== Records for processing ==

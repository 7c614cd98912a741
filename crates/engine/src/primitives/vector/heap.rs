//! Vector Heap - Contiguous embedding storage
//!
//! VectorHeap stores embeddings in a contiguous Vec<f32> for cache-friendly
//! similarity computation. Uses BTreeMap for deterministic iteration order.
//!
//! # Critical Invariants
//!
//! - **S4**: VectorIds are NEVER reused, only storage slots are reused
//! - **S7**: id_to_offset is the SOLE source of truth for active vectors
//! - **T4**: next_id is monotonically increasing and MUST be persisted in snapshots
//! - **R3**: BTreeMap guarantees deterministic iteration order

use std::collections::BTreeMap;
use std::path::Path;
use std::sync::atomic::{AtomicU64, Ordering};

use crate::primitives::vector::error::{VectorError, VectorResult};
use crate::primitives::vector::mmap::{self, MmapVectorData};
use crate::primitives::vector::types::{DistanceMetric, VectorConfig, VectorId};

/// Backing storage for vector embeddings.
///
/// - `InMemory`: Heap-allocated `Vec<f32>` (default, mutable).
/// - `Mmap`: Memory-mapped file (read-only, OS-paged).
/// - `Tiered`: mmap base + small in-memory overlay for bounded-memory indexing.
pub(crate) enum VectorData {
    InMemory(Vec<f32>),
    Mmap(MmapVectorData),
    /// mmap base layer with a mutable overlay for new inserts.
    ///
    /// After a periodic flush, the overlay is merged into the base mmap and
    /// the overlay is reset. This keeps anonymous memory bounded to the
    /// overlay size (configurable, default ~768 MB for 500K × 384d).
    Tiered {
        base: MmapVectorData,
        overlay: Vec<f32>,
        /// VectorId → offset **within the overlay** Vec (in f32 elements).
        overlay_id_to_offset: BTreeMap<VectorId, usize>,
        /// Free slots within the overlay Vec.
        overlay_free_slots: Vec<usize>,
    },
}

/// Per-collection vector heap
///
/// Stores embeddings in a contiguous Vec<f32> for cache-friendly
/// similarity computation. Uses BTreeMap for deterministic iteration.
///
/// # Critical Invariants
///
/// - id_to_offset is the SOLE source of truth for active vectors (S7)
/// - VectorIds are NEVER reused, only storage slots are reused (S4)
/// - next_id is monotonically increasing and MUST be persisted in snapshots (T4)
/// - free_slots MUST be persisted in snapshots for correct recovery
pub struct VectorHeap {
    /// Collection configuration
    config: VectorConfig,

    /// Embedding storage — either heap-allocated or memory-mapped.
    ///
    /// Layout (InMemory): [v0_dim0, v0_dim1, ..., v0_dimN, v1_dim0, ...]
    /// Each vector occupies `config.dimension` consecutive f32 values.
    /// Mmap variant is read-only; mutating methods panic on it.
    data: VectorData,

    /// VectorId -> offset in data (in floats, not bytes)
    ///
    /// IMPORTANT: Use BTreeMap for deterministic iteration order.
    /// HashMap would cause nondeterministic search results.
    /// This is the SOLE source of truth for active vectors.
    ///
    /// For the Mmap variant this mirrors the mmap's id_to_offset.
    id_to_offset: BTreeMap<VectorId, usize>,

    /// Free list for deleted storage slots (enables slot reuse)
    ///
    /// When a vector is deleted, its storage slot offset is added here.
    /// New inserts can reuse these slots to avoid unbounded memory growth.
    ///
    /// NOTE: Storage slots are reused, but VectorId values are NEVER reused.
    /// This must be persisted in snapshots for correct recovery.
    free_slots: Vec<usize>,

    /// Next VectorId to allocate (monotonically increasing)
    ///
    /// This value is NEVER decremented, even after deletions.
    /// MUST be persisted in snapshots to maintain ID uniqueness across restarts.
    /// Without this, recovery could reuse IDs and break replay determinism.
    ///
    /// # Memory Ordering
    ///
    /// Uses Relaxed ordering for fetch_add because:
    /// 1. fetch_add is atomic and guarantees each caller gets a unique value
    /// 2. No other memory operations are synchronized by this counter
    /// 3. The uniqueness guarantee comes from the atomic operation, not ordering
    next_id: AtomicU64,

    /// Version counter for snapshot consistency
    version: AtomicU64,
}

===

_Activity_: I need each of the entries above printed again exactly.

_Output of the task_:
repository 7c614cd98912a741
filename crates/engine/src/primitives/vector/heap.rs
//! Vector Heap - Contiguous embedding storage
//!
//! VectorHeap stores embeddings in a contiguous Vec<f32> for cache-friendly
//! similarity computation. Uses BTreeMap for deterministic iteration order.
//!
//! # Critical Invariants
//!
//! - **S4**: VectorIds are NEVER reused, only storage slots are reused
//! - **S7**: id_to_offset is the SOLE source of truth for active vectors
//! - **T4**: next_id is monotonically increasing and MUST be persisted in snapshots
//! - **R3**: BTreeMap guarantees deterministic iteration order

use std::collections::BTreeMap;
use std::path::Path;
use std::sync::atomic::{AtomicU64, Ordering};

use crate::primitives::vector::error::{VectorError, VectorResult};
use crate::primitives::vector::mmap::{self, MmapVectorData};
use crate::primitives::vector::types::{DistanceMetric, VectorConfig, VectorId};

/// Backing storage for vector embeddings.
///
/// - `InMemory`: Heap-allocated `Vec<f32>` (default, mutable).
/// - `Mmap`: Memory-mapped file (read-only, OS-paged).
/// - `Tiered`: mmap base + small in-memory overlay for bounded-memory indexing.
pub(crate) enum VectorData {
    InMemory(Vec<f32>),
    Mmap(MmapVectorData),
    /// mmap base layer with a mutable overlay for new inserts.
    ///
    /// After a periodic flush, the overlay is merged into the base mmap and
    /// the overlay is reset. This keeps anonymous memory bounded to the
    /// overlay size (configurable, default ~768 MB for 500K × 384d).
    Tiered {
        base: MmapVectorData,
        overlay: Vec<f32>,
        /// VectorId → offset **within the overlay** Vec (in f32 elements).
        overlay_id_to_offset: BTreeMap<VectorId, usize>,
        /// Free slots within the overlay Vec.
        overlay_free_slots: Vec<usize>,
    },
}

/// Per-collection vector heap
///
/// Stores embeddings in a contiguous Vec<f32> for cache-friendly
/// similarity computation. Uses BTreeMap for deterministic iteration.
///
/// # Critical Invariants
///
/// - id_to_offset is the SOLE source of truth for active vectors (S7)
/// - VectorIds are NEVER reused, only storage slots are reused (S4)
/// - next_id is monotonically increasing and MUST be persisted in snapshots (T4)
/// - free_slots MUST be persisted in snapshots for correct recovery
pub struct VectorHeap {
    /// Collection configuration
    config: VectorConfig,

    /// Embedding storage — either heap-allocated or memory-mapped.
    ///
    /// Layout (InMemory): [v0_dim0, v0_dim1, ..., v0_dimN, v1_dim0, ...]
    /// Each vector occupies `config.dimension` consecutive f32 values.
    /// Mmap variant is read-only; mutating methods panic on it.
    data: VectorData,

    /// VectorId -> offset in data (in floats, not bytes)
    ///
    /// IMPORTANT: Use BTreeMap for deterministic iteration order.
    /// HashMap would cause nondeterministic search results.
    /// This is the SOLE source of truth for active vectors.
    ///
    /// For the Mmap variant this mirrors the mmap's id_to_offset.
    id_to_offset: BTreeMap<VectorId, usize>,

    /// Free list for deleted storage slots (enables slot reuse)
    ///
    /// When a vector is deleted, its storage slot offset is added here.
    /// New inserts can reuse these slots to avoid unbounded memory growth.
    ///
    /// NOTE: Storage slots are reused, but VectorId values are NEVER reused.
    /// This must be persisted in snapshots for correct recovery.
    free_slots: Vec<usize>,

    /// Next VectorId to allocate (monotonically increasing)
    ///
    /// This value is NEVER decremented, even after deletions.
    /// MUST be persisted in snapshots to maintain ID uniqueness across restarts.
    /// Without this, recovery could reuse IDs and break replay determinism.
    ///
    /// # Memory Ordering
    ///
    /// Uses Relaxed ordering for fetch_add because:
    /// 1. fetch_add is atomic and guarantees each caller gets a unique value
    /// 2. No other memory operations are synchronized by this counter
    /// 3. The uniqueness guarantee comes from the atomic operation, not ordering
    next_id: AtomicU64,

    /// Version counter for snapshot consistency
    version: AtomicU64,
}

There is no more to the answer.